== Task details ==
Please copy each line of the records below that holds the word "const".

== Records for the task ==
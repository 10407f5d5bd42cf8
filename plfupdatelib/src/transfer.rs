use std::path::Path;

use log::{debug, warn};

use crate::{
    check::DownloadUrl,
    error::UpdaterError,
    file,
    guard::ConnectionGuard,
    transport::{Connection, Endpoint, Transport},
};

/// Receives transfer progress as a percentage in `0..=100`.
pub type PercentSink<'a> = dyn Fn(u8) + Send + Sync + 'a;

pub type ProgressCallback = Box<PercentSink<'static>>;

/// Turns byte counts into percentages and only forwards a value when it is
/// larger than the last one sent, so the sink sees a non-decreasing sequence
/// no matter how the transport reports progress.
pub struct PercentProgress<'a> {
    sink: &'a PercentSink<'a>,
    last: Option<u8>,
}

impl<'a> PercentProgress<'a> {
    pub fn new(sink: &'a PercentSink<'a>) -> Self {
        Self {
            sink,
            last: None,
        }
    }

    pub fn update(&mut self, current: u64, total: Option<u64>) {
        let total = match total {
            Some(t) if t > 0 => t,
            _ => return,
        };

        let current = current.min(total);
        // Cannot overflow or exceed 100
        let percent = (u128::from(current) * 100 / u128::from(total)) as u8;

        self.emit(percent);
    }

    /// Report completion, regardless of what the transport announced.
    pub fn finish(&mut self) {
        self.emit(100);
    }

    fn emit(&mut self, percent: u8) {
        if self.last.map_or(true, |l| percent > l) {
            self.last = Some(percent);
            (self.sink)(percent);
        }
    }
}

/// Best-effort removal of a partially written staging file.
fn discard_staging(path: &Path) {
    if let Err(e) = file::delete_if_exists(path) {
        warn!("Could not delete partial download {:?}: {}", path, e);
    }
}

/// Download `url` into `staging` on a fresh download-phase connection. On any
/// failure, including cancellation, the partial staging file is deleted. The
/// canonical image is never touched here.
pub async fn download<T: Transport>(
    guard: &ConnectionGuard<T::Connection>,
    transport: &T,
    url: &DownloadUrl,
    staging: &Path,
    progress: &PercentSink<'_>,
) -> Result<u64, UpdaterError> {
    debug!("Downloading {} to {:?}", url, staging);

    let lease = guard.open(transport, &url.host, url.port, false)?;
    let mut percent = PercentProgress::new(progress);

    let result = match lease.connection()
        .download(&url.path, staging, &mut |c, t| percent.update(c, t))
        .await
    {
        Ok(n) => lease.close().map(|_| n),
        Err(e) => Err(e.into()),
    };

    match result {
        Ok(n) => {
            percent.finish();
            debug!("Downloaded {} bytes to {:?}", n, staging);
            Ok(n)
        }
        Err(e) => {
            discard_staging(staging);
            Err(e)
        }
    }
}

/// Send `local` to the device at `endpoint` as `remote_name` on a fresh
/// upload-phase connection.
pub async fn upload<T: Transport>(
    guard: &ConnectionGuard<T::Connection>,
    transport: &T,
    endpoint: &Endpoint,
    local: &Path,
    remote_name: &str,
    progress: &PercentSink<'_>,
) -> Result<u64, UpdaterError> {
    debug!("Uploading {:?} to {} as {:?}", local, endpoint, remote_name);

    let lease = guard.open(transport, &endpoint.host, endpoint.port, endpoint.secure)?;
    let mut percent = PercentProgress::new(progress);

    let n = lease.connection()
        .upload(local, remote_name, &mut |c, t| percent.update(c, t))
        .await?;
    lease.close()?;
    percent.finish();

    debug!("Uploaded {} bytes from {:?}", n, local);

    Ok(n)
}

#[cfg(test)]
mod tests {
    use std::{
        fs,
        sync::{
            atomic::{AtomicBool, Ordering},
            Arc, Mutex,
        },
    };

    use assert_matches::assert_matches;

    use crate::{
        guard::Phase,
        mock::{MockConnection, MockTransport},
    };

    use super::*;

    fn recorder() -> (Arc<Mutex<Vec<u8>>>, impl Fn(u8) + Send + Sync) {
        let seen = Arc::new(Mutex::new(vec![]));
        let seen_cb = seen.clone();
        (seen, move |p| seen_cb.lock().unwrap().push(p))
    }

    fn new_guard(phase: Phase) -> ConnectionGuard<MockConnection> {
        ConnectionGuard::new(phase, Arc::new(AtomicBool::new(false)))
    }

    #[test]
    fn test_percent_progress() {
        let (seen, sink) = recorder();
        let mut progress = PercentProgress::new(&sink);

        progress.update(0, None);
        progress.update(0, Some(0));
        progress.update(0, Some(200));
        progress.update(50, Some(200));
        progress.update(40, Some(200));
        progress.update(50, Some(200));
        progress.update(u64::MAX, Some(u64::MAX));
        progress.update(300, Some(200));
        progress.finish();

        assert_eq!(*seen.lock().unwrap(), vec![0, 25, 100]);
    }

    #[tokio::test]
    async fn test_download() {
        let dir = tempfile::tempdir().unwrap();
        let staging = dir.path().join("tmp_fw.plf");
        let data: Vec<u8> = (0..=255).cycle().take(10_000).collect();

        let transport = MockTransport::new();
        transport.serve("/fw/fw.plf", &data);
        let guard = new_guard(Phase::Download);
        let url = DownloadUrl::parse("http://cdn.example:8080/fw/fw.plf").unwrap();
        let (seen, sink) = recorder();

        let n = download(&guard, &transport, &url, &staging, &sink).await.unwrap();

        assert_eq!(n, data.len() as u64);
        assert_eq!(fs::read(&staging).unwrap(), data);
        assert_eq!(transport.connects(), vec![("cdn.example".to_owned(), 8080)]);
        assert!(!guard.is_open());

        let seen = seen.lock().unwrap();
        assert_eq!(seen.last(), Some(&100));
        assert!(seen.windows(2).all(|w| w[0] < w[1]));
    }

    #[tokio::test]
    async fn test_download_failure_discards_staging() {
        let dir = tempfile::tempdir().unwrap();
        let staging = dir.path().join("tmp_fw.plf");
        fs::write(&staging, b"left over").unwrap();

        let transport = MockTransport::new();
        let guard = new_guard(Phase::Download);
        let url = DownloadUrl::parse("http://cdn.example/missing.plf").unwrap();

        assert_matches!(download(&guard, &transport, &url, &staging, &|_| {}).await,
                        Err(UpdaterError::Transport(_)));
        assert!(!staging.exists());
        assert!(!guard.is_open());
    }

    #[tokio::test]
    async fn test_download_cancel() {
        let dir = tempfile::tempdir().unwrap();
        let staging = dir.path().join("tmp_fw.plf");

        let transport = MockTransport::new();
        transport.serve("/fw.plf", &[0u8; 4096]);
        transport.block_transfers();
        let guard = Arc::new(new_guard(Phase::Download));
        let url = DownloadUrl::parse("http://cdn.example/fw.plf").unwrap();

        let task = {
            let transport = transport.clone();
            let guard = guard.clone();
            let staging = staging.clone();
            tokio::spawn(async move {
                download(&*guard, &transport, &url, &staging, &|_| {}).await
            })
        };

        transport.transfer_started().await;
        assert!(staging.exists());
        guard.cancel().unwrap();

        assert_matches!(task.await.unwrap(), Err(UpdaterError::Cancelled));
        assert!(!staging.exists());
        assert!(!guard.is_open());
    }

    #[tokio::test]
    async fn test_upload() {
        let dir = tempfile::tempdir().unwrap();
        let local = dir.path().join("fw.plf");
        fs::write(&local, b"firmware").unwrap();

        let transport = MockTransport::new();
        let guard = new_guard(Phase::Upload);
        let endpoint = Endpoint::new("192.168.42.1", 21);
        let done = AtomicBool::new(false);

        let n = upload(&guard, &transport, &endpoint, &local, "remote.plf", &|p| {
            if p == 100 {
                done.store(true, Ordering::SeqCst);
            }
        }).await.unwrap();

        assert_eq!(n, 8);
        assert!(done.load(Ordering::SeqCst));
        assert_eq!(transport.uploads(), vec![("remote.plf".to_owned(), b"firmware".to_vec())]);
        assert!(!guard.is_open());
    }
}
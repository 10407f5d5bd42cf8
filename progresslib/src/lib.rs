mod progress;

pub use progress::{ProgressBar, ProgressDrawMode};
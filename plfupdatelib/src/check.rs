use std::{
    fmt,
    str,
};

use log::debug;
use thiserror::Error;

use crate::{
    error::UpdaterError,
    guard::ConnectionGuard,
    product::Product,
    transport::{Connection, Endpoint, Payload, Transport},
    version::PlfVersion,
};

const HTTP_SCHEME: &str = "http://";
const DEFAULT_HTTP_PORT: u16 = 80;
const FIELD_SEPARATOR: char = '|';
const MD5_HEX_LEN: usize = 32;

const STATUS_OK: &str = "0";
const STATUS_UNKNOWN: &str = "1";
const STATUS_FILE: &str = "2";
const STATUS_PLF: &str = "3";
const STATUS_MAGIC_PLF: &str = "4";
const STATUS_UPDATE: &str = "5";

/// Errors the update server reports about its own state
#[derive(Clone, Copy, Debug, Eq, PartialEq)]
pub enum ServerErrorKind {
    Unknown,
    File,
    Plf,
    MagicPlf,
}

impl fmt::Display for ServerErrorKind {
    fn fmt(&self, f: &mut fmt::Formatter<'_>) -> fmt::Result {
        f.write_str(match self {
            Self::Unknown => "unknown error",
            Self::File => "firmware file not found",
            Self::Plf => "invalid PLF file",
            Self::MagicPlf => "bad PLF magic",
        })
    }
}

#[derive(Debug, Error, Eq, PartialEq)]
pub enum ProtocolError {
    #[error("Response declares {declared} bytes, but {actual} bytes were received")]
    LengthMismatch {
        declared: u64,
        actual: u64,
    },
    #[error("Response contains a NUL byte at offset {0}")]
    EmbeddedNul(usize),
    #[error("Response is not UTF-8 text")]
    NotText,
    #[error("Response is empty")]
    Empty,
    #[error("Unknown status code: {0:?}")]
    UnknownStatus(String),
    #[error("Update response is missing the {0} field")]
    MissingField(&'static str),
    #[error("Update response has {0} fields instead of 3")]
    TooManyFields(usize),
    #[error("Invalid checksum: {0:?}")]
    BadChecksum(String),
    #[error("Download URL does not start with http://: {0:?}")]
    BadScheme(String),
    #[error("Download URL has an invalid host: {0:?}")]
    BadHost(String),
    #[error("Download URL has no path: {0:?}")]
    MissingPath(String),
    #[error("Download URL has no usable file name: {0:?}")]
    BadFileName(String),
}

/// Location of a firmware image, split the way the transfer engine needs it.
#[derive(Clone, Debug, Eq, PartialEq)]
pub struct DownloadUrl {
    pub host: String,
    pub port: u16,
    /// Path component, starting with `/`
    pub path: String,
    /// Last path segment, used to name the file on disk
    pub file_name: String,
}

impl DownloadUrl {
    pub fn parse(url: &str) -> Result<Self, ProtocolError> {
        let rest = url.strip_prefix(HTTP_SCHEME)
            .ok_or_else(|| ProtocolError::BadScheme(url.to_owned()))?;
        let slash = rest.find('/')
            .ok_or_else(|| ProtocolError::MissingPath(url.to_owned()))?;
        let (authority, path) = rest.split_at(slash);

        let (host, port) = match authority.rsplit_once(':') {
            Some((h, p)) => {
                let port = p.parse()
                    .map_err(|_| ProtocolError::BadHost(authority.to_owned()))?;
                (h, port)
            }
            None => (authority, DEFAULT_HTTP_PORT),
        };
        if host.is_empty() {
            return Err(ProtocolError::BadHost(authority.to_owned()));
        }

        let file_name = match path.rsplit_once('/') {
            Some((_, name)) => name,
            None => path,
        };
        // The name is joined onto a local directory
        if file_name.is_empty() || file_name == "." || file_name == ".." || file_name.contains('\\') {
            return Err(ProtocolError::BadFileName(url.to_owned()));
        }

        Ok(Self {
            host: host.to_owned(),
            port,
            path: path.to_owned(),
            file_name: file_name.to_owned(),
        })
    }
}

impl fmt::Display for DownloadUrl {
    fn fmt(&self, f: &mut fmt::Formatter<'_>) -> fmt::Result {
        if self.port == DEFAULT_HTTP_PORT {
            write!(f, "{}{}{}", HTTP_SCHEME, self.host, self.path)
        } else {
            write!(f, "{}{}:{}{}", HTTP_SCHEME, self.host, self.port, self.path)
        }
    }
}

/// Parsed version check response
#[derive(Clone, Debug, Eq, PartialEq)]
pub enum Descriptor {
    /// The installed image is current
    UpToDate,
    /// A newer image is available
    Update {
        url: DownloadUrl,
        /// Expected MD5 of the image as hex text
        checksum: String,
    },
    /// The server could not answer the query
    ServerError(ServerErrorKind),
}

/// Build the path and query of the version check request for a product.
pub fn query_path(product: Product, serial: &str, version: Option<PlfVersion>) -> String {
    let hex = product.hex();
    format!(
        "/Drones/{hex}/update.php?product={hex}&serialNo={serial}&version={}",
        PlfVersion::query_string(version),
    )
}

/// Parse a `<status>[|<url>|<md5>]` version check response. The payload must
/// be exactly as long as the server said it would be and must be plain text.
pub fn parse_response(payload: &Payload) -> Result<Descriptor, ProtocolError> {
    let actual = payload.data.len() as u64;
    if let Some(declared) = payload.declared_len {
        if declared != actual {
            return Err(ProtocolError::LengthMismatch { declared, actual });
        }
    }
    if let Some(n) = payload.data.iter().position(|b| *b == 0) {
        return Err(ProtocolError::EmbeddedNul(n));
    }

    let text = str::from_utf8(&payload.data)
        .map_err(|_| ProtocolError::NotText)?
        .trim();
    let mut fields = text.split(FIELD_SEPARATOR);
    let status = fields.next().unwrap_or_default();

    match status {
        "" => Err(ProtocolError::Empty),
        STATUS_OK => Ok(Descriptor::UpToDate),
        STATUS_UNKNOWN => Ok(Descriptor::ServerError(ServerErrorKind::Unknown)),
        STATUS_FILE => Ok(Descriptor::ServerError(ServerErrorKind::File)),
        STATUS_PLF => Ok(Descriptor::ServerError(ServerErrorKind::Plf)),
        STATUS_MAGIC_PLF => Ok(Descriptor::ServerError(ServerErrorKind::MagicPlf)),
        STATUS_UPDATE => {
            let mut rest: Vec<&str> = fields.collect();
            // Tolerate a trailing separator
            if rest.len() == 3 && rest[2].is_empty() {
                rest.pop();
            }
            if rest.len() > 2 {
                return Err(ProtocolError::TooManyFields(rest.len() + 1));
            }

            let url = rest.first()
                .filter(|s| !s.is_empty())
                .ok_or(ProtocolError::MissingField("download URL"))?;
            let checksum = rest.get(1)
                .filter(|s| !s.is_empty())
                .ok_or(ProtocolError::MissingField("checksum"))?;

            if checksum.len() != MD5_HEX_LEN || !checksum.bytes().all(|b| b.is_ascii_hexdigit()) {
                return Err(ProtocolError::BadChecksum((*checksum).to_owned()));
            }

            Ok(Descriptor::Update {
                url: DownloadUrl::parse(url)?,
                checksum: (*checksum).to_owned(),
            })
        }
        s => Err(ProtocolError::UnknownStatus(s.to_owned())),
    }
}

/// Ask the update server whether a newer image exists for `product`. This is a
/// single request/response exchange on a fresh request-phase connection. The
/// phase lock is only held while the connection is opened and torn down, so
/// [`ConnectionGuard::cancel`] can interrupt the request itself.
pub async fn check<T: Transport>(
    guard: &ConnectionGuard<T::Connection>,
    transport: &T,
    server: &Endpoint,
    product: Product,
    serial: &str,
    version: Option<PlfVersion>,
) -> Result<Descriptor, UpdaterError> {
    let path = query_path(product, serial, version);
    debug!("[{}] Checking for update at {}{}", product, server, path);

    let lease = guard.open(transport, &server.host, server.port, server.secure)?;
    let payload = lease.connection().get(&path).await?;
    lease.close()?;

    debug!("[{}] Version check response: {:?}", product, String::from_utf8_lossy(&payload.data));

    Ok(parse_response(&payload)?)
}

== Answer below ==
const HTTP_SCHEME: &str = "http://";
const DEFAULT_HTTP_PORT: u16 = 80;
const FIELD_SEPARATOR: char = '|';
const MD5_HEX_LEN: usize = 32;
const STATUS_OK: &str = "0";
const STATUS_UNKNOWN: &str = "1";
const STATUS_FILE: &str = "2";
const STATUS_PLF: &str = "3";
const STATUS_MAGIC_PLF: &str = "4";
const STATUS_UPDATE: &str = "5";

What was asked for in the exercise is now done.